Buy an RV; call LAX home.

I just caught this article over at NPR. It’s a fascinating read, but brilliantly economical for the airline pilot. Enjoy.

STORY

For Some Pilots, Home Is An LAX Parking Lot
All Things Considered, July 24, 2009

Lot B at LAX: Not exactly Los Angeles’ toniest address.

Every few minutes, another plane lands or takes off on the runway just a few yards away. The noise is deafening.

But this is the place a few dozen commercial pilots, flight attendants and ground crew members call home.

The Tremor Of Planes

“Oh, the airplanes? I guess there’s airplanes around here,” jokes Dave Hunt, a pilot for one of the big airlines.

He doesn’t seem to mind the constant noise.

Neither does his neighbor, Pete Hopkins, who handles air freight for one of the big air fleets. They live in RVs outfitted with kitchens, bathrooms and small bedrooms, powered by generators and solar batteries.

When the planes touch down, you can feel the ground shaking, like an earthquake. Hunt and Hopkins are unfazed.

“I’m an airplane fanatic,” explains Hopkins, who’s originally from Australia. “I love to see what’s coming in. It doesn’t worry me - I love it. I get a thrill.”

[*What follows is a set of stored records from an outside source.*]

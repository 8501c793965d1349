//! AMap District and Weather Backend
//!
//! Two-call contract against the AMap web API: a district lookup turns
//! a city name into an adcode, then the weather query selects live or
//! forecast data through the `extensions` parameter.

use async_trait::async_trait;
use serde::Deserialize;
use serde_json::Value;

use metagent_core::backends::{ForecastDay, LiveWeather, ResolvedCity, WeatherBackend};
use metagent_core::error::{AgentError, Result};

const DISTRICT_ENDPOINT: &str = "https://restapi.amap.com/v3/config/district";
const WEATHER_ENDPOINT: &str = "https://restapi.amap.com/v3/weather/weatherInfo";

/// AMap lookups over an injected HTTP client
pub struct AmapWeatherBackend {
    http: reqwest::Client,
    api_key: Option<String>,
}

impl AmapWeatherBackend {
    pub fn new(http: reqwest::Client, api_key: Option<String>) -> Self {
        Self { http, api_key }
    }

    fn api_key(&self) -> Result<&str> {
        self.api_key
            .as_deref()
            .ok_or_else(|| AgentError::ToolExecution("AMAP_API_KEY is not configured".into()))
    }

    async fn get_json<T>(&self, endpoint: &str, label: &str, params: &[(&str, &str)]) -> Result<T>
    where
        T: serde::de::DeserializeOwned,
    {
        let response = self
            .http
            .get(endpoint)
            .query(params)
            .send()
            .await
            .map_err(|e| AgentError::ToolExecution(format!("{label} request error: {e}")))?;

        let status = response.status();
        if !status.is_success() {
            let body = response.text().await.unwrap_or_default();
            tracing::warn!(%status, "{} rejected the request", label);
            return Err(AgentError::ToolExecution(format!(
                "{label} failed with status {status}: {body}"
            )));
        }

        response.json().await.map_err(|e| {
            AgentError::ToolExecution(format!("{label} returned an unreadable payload: {e}"))
        })
    }
}

#[derive(Debug, Deserialize)]
struct DistrictResponse {
    /// "1" on success; anything else is a lookup failure
    #[serde(default)]
    status: Option<String>,
    #[serde(default)]
    districts: Vec<District>,
}

#[derive(Debug, Deserialize)]
struct District {
    #[serde(default)]
    name: Option<String>,
    /// Kept raw: the service serializes absent codes as empty arrays
    #[serde(default)]
    adcode: Value,
    #[serde(default)]
    citycode: Value,
}

impl District {
    /// Usable district code: adcode preferred, citycode as fallback
    fn code(&self) -> Option<String> {
        string_code(&self.adcode).or_else(|| string_code(&self.citycode))
    }
}

fn string_code(value: &Value) -> Option<String> {
    value
        .as_str()
        .filter(|code| !code.is_empty())
        .map(str::to_string)
}

/// City resolution from a district payload; the queried name is the
/// fallback when the matched district carries none
fn usable_district(payload: DistrictResponse, city: &str) -> Result<ResolvedCity> {
    if payload.status.as_deref() != Some("1") || payload.districts.is_empty() {
        tracing::warn!(
            status = payload.status.as_deref().unwrap_or(""),
            "AMap district lookup returned no match"
        );
        return Err(AgentError::ToolExecution(
            "Could not resolve the city to a district code; check the city name".into(),
        ));
    }

    let district = &payload.districts[0];
    let adcode = district.code().ok_or_else(|| {
        AgentError::ToolExecution("District lookup returned no usable adcode".into())
    })?;
    let name = district
        .name
        .clone()
        .filter(|name| !name.is_empty())
        .unwrap_or_else(|| city.to_string());

    Ok(ResolvedCity { adcode, name })
}

#[derive(Debug, Deserialize)]
struct WeatherResponse {
    #[serde(default)]
    lives: Vec<LiveRecord>,
    #[serde(default)]
    forecasts: Vec<ForecastRecord>,
}

#[derive(Debug, Deserialize)]
struct LiveRecord {
    #[serde(default)]
    weather: String,
    #[serde(default)]
    temperature: String,
    #[serde(default)]
    winddirection: String,
    #[serde(default)]
    windpower: String,
    #[serde(default)]
    humidity: String,
    #[serde(default)]
    reporttime: String,
}

#[derive(Debug, Deserialize)]
struct ForecastRecord {
    #[serde(default)]
    casts: Vec<CastRecord>,
}

#[derive(Debug, Deserialize)]
struct CastRecord {
    #[serde(default)]
    date: String,
    #[serde(default)]
    dayweather: String,
    #[serde(default)]
    daytemp: String,
    #[serde(default)]
    nightweather: String,
    #[serde(default)]
    nighttemp: String,
}

#[async_trait]
impl WeatherBackend for AmapWeatherBackend {
    async fn resolve_city(&self, city: &str) -> Result<ResolvedCity> {
        let key = self.api_key()?;
        let payload: DistrictResponse = self
            .get_json(
                DISTRICT_ENDPOINT,
                "AMap district lookup",
                &[("key", key), ("keywords", city), ("subdistrict", "0")],
            )
            .await?;
        usable_district(payload, city)
    }

    async fn live(&self, adcode: &str) -> Result<Option<LiveWeather>> {
        let key = self.api_key()?;
        let payload: WeatherResponse = self
            .get_json(
                WEATHER_ENDPOINT,
                "AMap weather",
                &[("key", key), ("city", adcode), ("extensions", "base")],
            )
            .await?;

        Ok(payload.lives.into_iter().next().map(|live| LiveWeather {
            condition: live.weather,
            temperature: live.temperature,
            wind_direction: live.winddirection,
            wind_power: live.windpower,
            humidity: live.humidity,
            report_time: live.reporttime,
        }))
    }

    async fn forecast(&self, adcode: &str) -> Result<Option<Vec<ForecastDay>>> {
        let key = self.api_key()?;
        let payload: WeatherResponse = self
            .get_json(
                WEATHER_ENDPOINT,
                "AMap weather",
                &[("key", key), ("city", adcode), ("extensions", "all")],
            )
            .await?;

        Ok(payload.forecasts.into_iter().next().map(|forecast| {
            forecast
                .casts
                .into_iter()
                .map(|cast| ForecastDay {
                    date: cast.date,
                    day_condition: cast.dayweather,
                    day_temp: cast.daytemp,
                    night_condition: cast.nightweather,
                    night_temp: cast.nighttemp,
                })
                .collect()
        }))
    }
}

Hunt says most flights stop overnight, and start up again at 6:30 a.m. “Skywest, they wake us up,” he says. “You don’t need an alarm clock.”

Hopkins lives in his RV full-time, but Hunt has another home and a wife back in Minnesota. Instead of getting hotel rooms or sharing space at nearby crash pads, it’s much cheaper for them to rent space at the parking lot. It costs $60 a month.

“It’s a very, very good deal for people in our situations,” says Bob Kendell, who relocated from San Diego to take a job as a plane mechanic. “To be able to be here for $60 a month to go to work, to walk to work or ride my bike, that’s great.”

Paying $60 a month gets the cheapest real estate in Los Angeles, and the RVs aren’t much smaller than a studio apartment. Kendell says his other friends get a kick out of where he lives.

“They think I’m crazy, but they know me and are not surprised,” says the tan, divorced grandfather, who says he and his neighbors get together as often as they can.

In fact, parking lot B has become a little community, complete with its own “mayor” and a few rose bushes to brighten up the asphalt. It’s not far from the beach, and when he’s home, Kendell surfs the wireless internet, watches TV and listens to music.

It’s mostly a boy’s club here on parking lot B, but Sue Young is one of the few women. She shares an RV with her husband, an airline mechanic, and their two cats, Waldo and Tallulah.

“They look out the window, watch the buses and watch the people go by,” she says. “They like it here better than they do our house.”

A History Of Pay Cuts

Everyone living here has passed background checks and have valid airport I.D.s. There are some regulations, like no outdoor barbecues. Some folks take showers at nearby gyms, and they fill up their water tanks at the beach a few miles away.

Pete Hopkins and Dave Hunt say it’s like camping. But it is necessary since salaries for airline workers have taken a nosedive.

“I personally haven’t had a pay raise in 20 years,” says Hopkins. “It’s always ‘you need to take a pay cut,’ ‘you need to take a pay cut,’ ‘you need to take a pay cut.’”

Hunt says some of the pilots are getting paid the same as they were in 1992. “It’s been a devastated industry. Things are not what we thought they were going to be. Things are probably going to get worse.”

Far From The Glory Days

Given the state of the airline business, LAX officials are more than happy to let the pilots and others continue to live in parking lot B. Hunt says he’s glad to have this option, and he’s really happy to still have a job.

“It’s an industry in the throes of stagnation and maybe the early throes of death,” he says. “Maybe in 10 years, the airlines won’t even be here any more. It’s that bad.”

Hunt says his living situation is far from the glory days when pilots were treated almost as rock stars.

“Pretty glamorous, isn’t it?” he jokes. “I, for one, never thought I’d end up at a parking lot at LAX.”

BL.

And to think I wanted to be a pilot so I can stay in fancy hotels and see the world. Now I might end up living in an RV in a parking lot. Hell I should have never left the carnival biz…

Here is a link to the LA Times article that triggered the NPR story…

latimes.com/news/local/la-me … 9617.story

Did anyone notice the guy who works for “Smart Cart” has the best RV?

There is a really good aviation themed restaurant right where they stay. The Proud Bird is a good stop if you’re ever in the area.

160knots.com/ProudBird.htm

I worked a travel nursing assignment, and 2 of my fellow traveling nurses lived in a big rig, not the camper part but the actual trailor part. with a foot of snow on the ground they park in the back of the hospital parking lot, they run the cab engine for about .75 gallons an hour, thats for heating and electricity. They have a bed at each end, and full size kitchen appliances, and a generator if needed.